Being ruthless in relationships means not letting emotions and amnipulation interfere with your decision making when people let you down. Being ruthless in your work means taking pride in it and eliminating all distractions and opposition which would otherwise downgrade it. Being ruthless in life means destroying your enemies when they attack, holding friends accountable for their actions and not leaving leeway for anyone to mess with you again. If someone subtley tries to fuck you over at work or school? be ruthless, never show your hand, discover their weakness and wait for an opportunity to strike. Your woman is manipulating you and wishes to stifle your greatness? Assess what she brings into your life and identify if it’s exclusive to her. If not, dispatch her and improve alone, or find a hotter tighter and kinder model to replace her. Your friends are dragging you down? let them know, and look for others. Chances are if they were petty and not advancing in their own lives, their loyalty is tied directly to how they feel in the moment and not down the line. These people are liabilities and should be extinguished. Being ruthless is the only pragmatic way to advance in life. If you yourself abide by a code of conduct and commit your life to becoming beter, people should at least commit themselves to live within the conditions that you require in a friendship or relationship. If they are set in their ways and expect you to change instead, then that says more about them then their words ever will.
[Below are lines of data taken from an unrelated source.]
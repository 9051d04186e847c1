//! Error types for the Caravan application.

use thiserror::Error;

/// A shared error type for the entire Caravan application.
///
/// This provides typed, structured error variants with automatic conversion
/// from common error types via the `From` trait.
#[derive(Error, Debug, Clone)]
pub enum CaravanError {
    /// Entity not found error with type information
    #[error("{entity_type} not found: '{id}'")]
    NotFound {
        entity_type: &'static str,
        id: String,
    },

    /// IO error (file system operations)
    #[error("IO error: {message}")]
    Io { message: String },

    /// Configuration error
    #[error("Configuration error: {0}")]
    Config(String),

    /// Serialization/deserialization error
    #[error("Serialization error: {format} - {message}")]
    Serialization {
        format: String, // "TOML", "JSON", etc.
        message: String,
    },

    /// Prompt template rendering error
    #[error("Template error: {message}")]
    Template { message: String },

    /// Invalid user-supplied input
    #[error("Invalid input: {0}")]
    InvalidInput(String),

    /// Inference backend could not be reached
    #[error("Backend unreachable at {url}: {message}")]
    Unreachable { url: String, message: String },

    /// Error returned by an HTTP backend (LLM server or search endpoint)
    #[error("Backend error: {message}")]
    Backend {
        status: Option<u16>,
        message: String,
    },

    /// Task execution error
    #[error("Task execution error: {0}")]
    Execution(String),

    /// Internal error (should not happen in normal operation)
    #[error("Internal error: {0}")]
    Internal(String),
}

impl CaravanError {
    // ============================================================================
    // Constructor helpers
    // ============================================================================

    /// Creates a NotFound error
    pub fn not_found(entity_type: &'static str, id: impl Into<String>) -> Self {
        Self::NotFound {
            entity_type,
            id: id.into(),
        }
    }

    /// Creates an IO error
    pub fn io(message: impl Into<String>) -> Self {
        Self::Io {
            message: message.into(),
        }
    }

    /// Creates a Config error
    pub fn config(message: impl Into<String>) -> Self {
        Self::Config(message.into())
    }

    /// Creates an InvalidInput error
    pub fn invalid_input(message: impl Into<String>) -> Self {
        Self::InvalidInput(message.into())
    }

    /// Creates an Unreachable error
    pub fn unreachable(url: impl Into<String>, message: impl Into<String>) -> Self {
        Self::Unreachable {
            url: url.into(),
            message: message.into(),
        }
    }

    /// Creates a Backend error
    pub fn backend(status: Option<u16>, message: impl Into<String>) -> Self {
        Self::Backend {
            status,
            message: message.into(),
        }
    }

    /// Creates an Execution error
    pub fn execution(message: impl Into<String>) -> Self {
        Self::Execution(message.into())
    }

    /// Creates an Internal error
    pub fn internal(message: impl Into<String>) -> Self {
        Self::Internal(message.into())
    }

    // ============================================================================
    // Type checking methods
    // ============================================================================

    /// Check if this is a NotFound error
    pub fn is_not_found(&self) -> bool {
        matches!(self, Self::NotFound { .. })
    }

    /// Check if this is a config error
    pub fn is_config(&self) -> bool {
        matches!(self, Self::Config(_))
    }

    /// Check if this error means the inference backend is unreachable
    pub fn is_unreachable(&self) -> bool {
        matches!(self, Self::Unreachable { .. })
    }

    /// Check if this is a template error
    pub fn is_template(&self) -> bool {
        matches!(self, Self::Template { .. })
    }
}

// ============================================================================
// From implementations for automatic conversion
// ============================================================================

impl From<std::io::Error> for CaravanError {
    fn from(err: std::io::Error) -> Self {
        Self::Io {
            message: format!("{} (kind: {:?})", err, err.kind()),
        }
    }
}

impl From<serde_json::Error> for CaravanError {
    fn from(err: serde_json::Error) -> Self {
        Self::Serialization {
            format: "JSON".to_string(),
            message: err.to_string(),
        }
    }
}

impl From<toml::de::Error> for CaravanError {
    fn from(err: toml::de::Error) -> Self {
        Self::Serialization {
            format: "TOML".to_string(),
            message: err.to_string(),
        }
    }
}

impl From<minijinja::Error> for CaravanError {
    fn from(err: minijinja::Error) -> Self {
        Self::Template {
            message: err.to_string(),
        }
    }
}

/// A type alias for `Result<T, CaravanError>`.
pub type Result<T> = std::result::Result<T, CaravanError>;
In the real world, you are either a winner or a loser. If you don’t consider yourself a winner, then you are probably a loser who has become content in passive living. This is an uncomfortable truth that I’ve had to face on more then one occasion, and admitting it is difficult. The only thing that keeps medicority at bay is RUTHLESS DEDICATION. The only thing that scares off the bullies and subtle enemies is defending yourself with a ruthless and cuthroat strategy. The only way to keep the festering parasites of treacherousness and weakness out of your life is ruthless culling of people who wish to extract from your life without giving.
Pragmatism is based in reality: morality is based in what should be. If you strive to live as you should, and others don’t then they will actively dissuade you from you purpose and mission. This may lead you to be alone, to live in a kind of solitary confinement focused on work and introspection. But by learning Machiavellian skills of social influence, manipulation, coupled with learning charm, obtaining confidence and the use of rhetoric, you won’t be alone for long and the friends you will find will be loyal to the end. Be ruthless. Your life and long term satisfaction as a man depend on it.